The speaker and Treasury Secretary Steven Mnuchin, who had sat down in person for negotiations last week for the first time since August, spoke at 3:30 p.m. Tuesday and the secretary confirmed that the talks had been halted, according to Drew Hammill, Pelosi’s spokesman.

Nancy Pelosi is asking for US$2.4 Trillion Dollars to bailout poorly run, high crime, Democrat States, money that is in no way related to COVID-19. We made a very generous offer of US$1.6 Trillion Dollars and, as usual, she is not negotiating in good faith. I am rejecting their...

Pelosi remarked to Democratic lawmakers on a call that Trump’s thinking might be affected by steroids he’s taken to treat his coronavirus infection.

A day after returning to the White House from Walter Reed National Military Medical Center, Trump conferred by telephone with Senate Majority Leader Mitch McConnell and House Republican leader Kevin McCarthy, along with Mnuchin, before his tweets put an end to talks for now.

Pelosi earlier told her Democratic colleagues that she and Mnuchin disagreed on assistance to state and local authorities, spending to address the coronavirus and getting aid to ordinary Americans remain, according to a House official.

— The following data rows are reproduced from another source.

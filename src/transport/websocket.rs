//! WebSocket transport over a pluggable stream connector.
//!
//! [`WebSocketTransport`] implements the [`Transport`] port on top of
//! `tokio-tungstenite`. The stream is split after the upgrade so that one
//! read and one write can be outstanding at the same time; each half sits
//! behind its own async mutex, which keeps every direction to a single
//! outstanding operation.
//!
//! # Close and Cancellation
//!
//! [`Transport::close`] raises a closing flag before sending the close
//! frame. A read waiting on the stream observes the flag and completes
//! with [`Error::OperationAborted`], releasing the read half so the close
//! handshake can consume the peer's close reply.

// ============================================================================
// Imports
// ============================================================================

use std::sync::atomic::{AtomicBool, Ordering};
use std::time::Duration;

use async_trait::async_trait;
use futures_util::stream::{SplitSink, SplitStream};
use futures_util::{SinkExt, StreamExt};
use parking_lot::Mutex as SyncMutex;
use tokio::sync::{Mutex, watch};
use tokio::time::timeout;
use tokio_tungstenite::tungstenite::{Error as WsError, Message};
use tokio_tungstenite::{WebSocketStream, client_async};
use tracing::{debug, trace};

use crate::error::{Error, Result};

use super::connector::{Connector, TcpConnector, TlsConnector};
use super::{Endpoint, Transport};

// ============================================================================
// Constants
// ============================================================================

/// Maximum time to wait for the peer's close frame.
const CLOSE_TIMEOUT: Duration = Duration::from_secs(5);

// ============================================================================
// Types
// ============================================================================

type WsStream<C> = WebSocketStream<<C as Connector>::Stream>;

/// Plain `ws://` transport.
pub type PlainTransport = WebSocketTransport<TcpConnector>;

/// Encrypted `wss://` transport.
pub type SecureTransport = WebSocketTransport<TlsConnector>;

// ============================================================================
// WebSocketTransport
// ============================================================================

/// WebSocket [`Transport`] layered on a [`Connector`] stream.
pub struct WebSocketTransport<C: Connector> {
    /// Stream factory.
    connector: C,
    /// Connected stream and peer port, waiting for the upgrade.
    stream: SyncMutex<Option<(C::Stream, u16)>>,
    /// Write half after the upgrade.
    sink: Mutex<Option<SplitSink<WsStream<C>, Message>>>,
    /// Read half after the upgrade.
    source: Mutex<Option<SplitStream<WsStream<C>>>>,
    /// Outbound frames are text when set, binary otherwise.
    text: AtomicBool,
    /// Raised by `close` to abort an outstanding read.
    closing: watch::Sender<bool>,
}

impl<C: Connector> WebSocketTransport<C> {
    /// Creates an unconnected transport using `connector`.
    #[must_use]
    pub fn new(connector: C) -> Self {
        Self {
            connector,
            stream: SyncMutex::new(None),
            sink: Mutex::new(None),
            source: Mutex::new(None),
            text: AtomicBool::new(false),
            closing: watch::Sender::new(false),
        }
    }

    /// Encodes an outbound payload according to the framing mode.
    fn frame(&self, payload: &[u8]) -> Result<Message> {
        if self.text.load(Ordering::Acquire) {
            let text = std::str::from_utf8(payload)
                .map_err(|e| Error::write(format!("text frame is not valid UTF-8: {e}")))?;
            Ok(Message::Text(text.to_owned().into()))
        } else {
            Ok(Message::Binary(payload.to_vec().into()))
        }
    }
}

impl PlainTransport {
    /// Creates a plain `ws://` transport.
    #[inline]
    #[must_use]
    pub fn plain() -> Self {
        Self::new(TcpConnector)
    }
}

impl SecureTransport {
    /// Creates a `wss://` transport using `connector`.
    #[inline]
    #[must_use]
    pub fn secure(connector: TlsConnector) -> Self {
        Self::new(connector)
    }
}

#[async_trait]
impl<C: Connector> Transport for WebSocketTransport<C> {
    async fn connect(&self, endpoint: &Endpoint) -> Result<()> {
        let stream = self.connector.connect(endpoint).await?;
        *self.stream.lock() = Some((stream, endpoint.addr().port()));
        Ok(())
    }

    async fn handshake(&self, host: &str, path: &str) -> Result<()> {
        let (stream, port) = self
            .stream
            .lock()
            .take()
            .ok_or_else(|| Error::handshake("transport is not connected"))?;

        let uri = upgrade_uri::<C>(host, port, path);
        let (ws_stream, response) = client_async(uri.as_str(), stream)
            .await
            .map_err(|e| Error::handshake(e.to_string()))?;

        debug!(%uri, status = %response.status(), "WebSocket upgrade completed");

        let (sink, source) = ws_stream.split();
        *self.sink.lock().await = Some(sink);
        *self.source.lock().await = Some(source);
        Ok(())
    }

    fn set_text(&self, text: bool) {
        self.text.store(text, Ordering::Release);
    }

    async fn write(&self, payload: &[u8]) -> Result<usize> {
        let message = self.frame(payload)?;

        let mut guard = self.sink.lock().await;
        let sink = guard.as_mut().ok_or(Error::NotConnected)?;
        sink.send(message)
            .await
            .map_err(|e| Error::write(e.to_string()))?;

        trace!(bytes = payload.len(), "Frame written");
        Ok(payload.len())
    }

    async fn read(&self, buffer: &mut Vec<u8>) -> Result<usize> {
        let mut closing = self.closing.subscribe();
        let mut guard = self.source.lock().await;
        let source = guard.as_mut().ok_or(Error::NotConnected)?;

        loop {
            let next = tokio::select! {
                biased;
                () = closing_raised(&mut closing) => return Err(Error::OperationAborted),
                next = source.next() => next,
            };

            match next {
                Some(Ok(Message::Text(text))) => {
                    buffer.extend_from_slice(text.as_bytes());
                    return Ok(text.len());
                }
                Some(Ok(Message::Binary(data))) => {
                    buffer.extend_from_slice(&data);
                    return Ok(data.len());
                }
                Some(Ok(Message::Close(frame))) => {
                    debug!(?frame, "Close frame received");
                    return Err(Error::ConnectionClosed);
                }
                // Ping, Pong and raw frames carry no payload for the caller
                Some(Ok(_)) => continue,
                Some(Err(WsError::ConnectionClosed | WsError::AlreadyClosed)) | None => {
                    return Err(Error::ConnectionClosed);
                }
                Some(Err(WsError::Io(e))) => return Err(Error::Io(e)),
                Some(Err(e)) => return Err(Error::read(e.to_string())),
            }
        }
    }

    async fn close(&self) -> Result<()> {
        self.closing.send_replace(true);

        {
            let mut guard = self.sink.lock().await;
            let sink = guard.as_mut().ok_or(Error::NotConnected)?;
            sink.close()
                .await
                .map_err(|e| Error::close(e.to_string()))?;
        }

        // Consume frames until the peer answers with its own close frame.
        let mut guard = self.source.lock().await;
        let result = match guard.as_mut() {
            Some(source) => timeout(CLOSE_TIMEOUT, drain_until_closed(source))
                .await
                .unwrap_or_else(|_| Err(Error::close("timed out waiting for close frame"))),
            None => Ok(()),
        };

        *guard = None;
        *self.sink.lock().await = None;

        debug!(ok = result.is_ok(), "Close handshake finished");
        result
    }
}

/// Builds the upgrade request URI; the port is kept unless it is the
/// scheme's default, so the `Host` header names the real peer.
fn upgrade_uri<C: Connector>(host: &str, port: u16, path: &str) -> String {
    let host = if host.contains(':') && !host.starts_with('[') {
        format!("[{host}]")
    } else {
        host.to_owned()
    };

    if port == C::DEFAULT_PORT {
        format!("{}://{host}{path}", C::SCHEME)
    } else {
        format!("{}://{host}:{port}{path}", C::SCHEME)
    }
}

/// Resolves once `close` has raised the closing flag.
async fn closing_raised(closing: &mut watch::Receiver<bool>) {
    // A dropped sender means the transport is gone, which also ends the read.
    let _ = closing.wait_for(|closing| *closing).await;
}

/// Reads until the stream reports the close handshake as complete.
async fn drain_until_closed<S>(source: &mut SplitStream<WebSocketStream<S>>) -> Result<()>
where
    S: tokio::io::AsyncRead + tokio::io::AsyncWrite + Unpin,
{
    loop {
        match source.next().await {
            Some(Ok(_)) => continue,
            Some(Err(WsError::ConnectionClosed | WsError::AlreadyClosed)) | None => return Ok(()),
            Some(Err(e)) => return Err(Error::close(e.to_string())),
        }
    }
}

// ============================================================================
// Tests
// ============================================================================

Trump has disparaged Democrats’ push for almost US$1 trillion in assistance to state and local authorities as a hand-out to poorly run, mainly Democratic states. The Democrats cut that amount in half in their latest offer.

But on Saturday he said that the country “wants and needs” another round of relief. “Work together and get it done,” he tweeted from Walter Reed.

State Aid

Even so, the Fed chief in his remarks Tuesday highlighted that analysis after the Great Recession a decade ago showed that tight budgets at the state and local level had held back the economic recovery.

“Nancy Pelosi is asking for US$2.4 Trillion Dollars to bailout poorly run, high crime, Democrat States, money that is in no way related to COVID-19,” Trump said in his tweets Tuesday. “We made a very generous offer of US$1.6 Trillion Dollars and, as usual, she is not negotiating in good faith.”

McConnell has been clear publicly that Senate Republicans weren’t interested in a bill with a US$2.2 trillion price tag, and also opposed a bailout for state and local governments. His caucus favored a bill offering US$650 billion in aid last month that was blocked by Democrats as insufficient.

The consequences of the withdrawal of federal fiscal support are tangible and immediate. American Airlines Group Inc. and United Airlines Holdings Inc. said they would start laying off 32,000 workers, blaming expiring government aid. Walt Disney Co. is slashing 28,000 jobs while Allstate Corp., the fourth-largest U.S. car insurer, is cutting 3,800, roughly 8 per cent of its workforce.

Americans’ incomes fell by 2.7 per cent in August as supplemental insurance benefits from the first round of stimulus expired, threatening to sap consumer spending.

“The economy has been moving more or less sideways since mid-summer,” Mark Zandi, chief economist for Moody’s Analytics, said in a recent note to clients. With prospects fading for more federal relief, “odds that the recovery will come undone are rising.”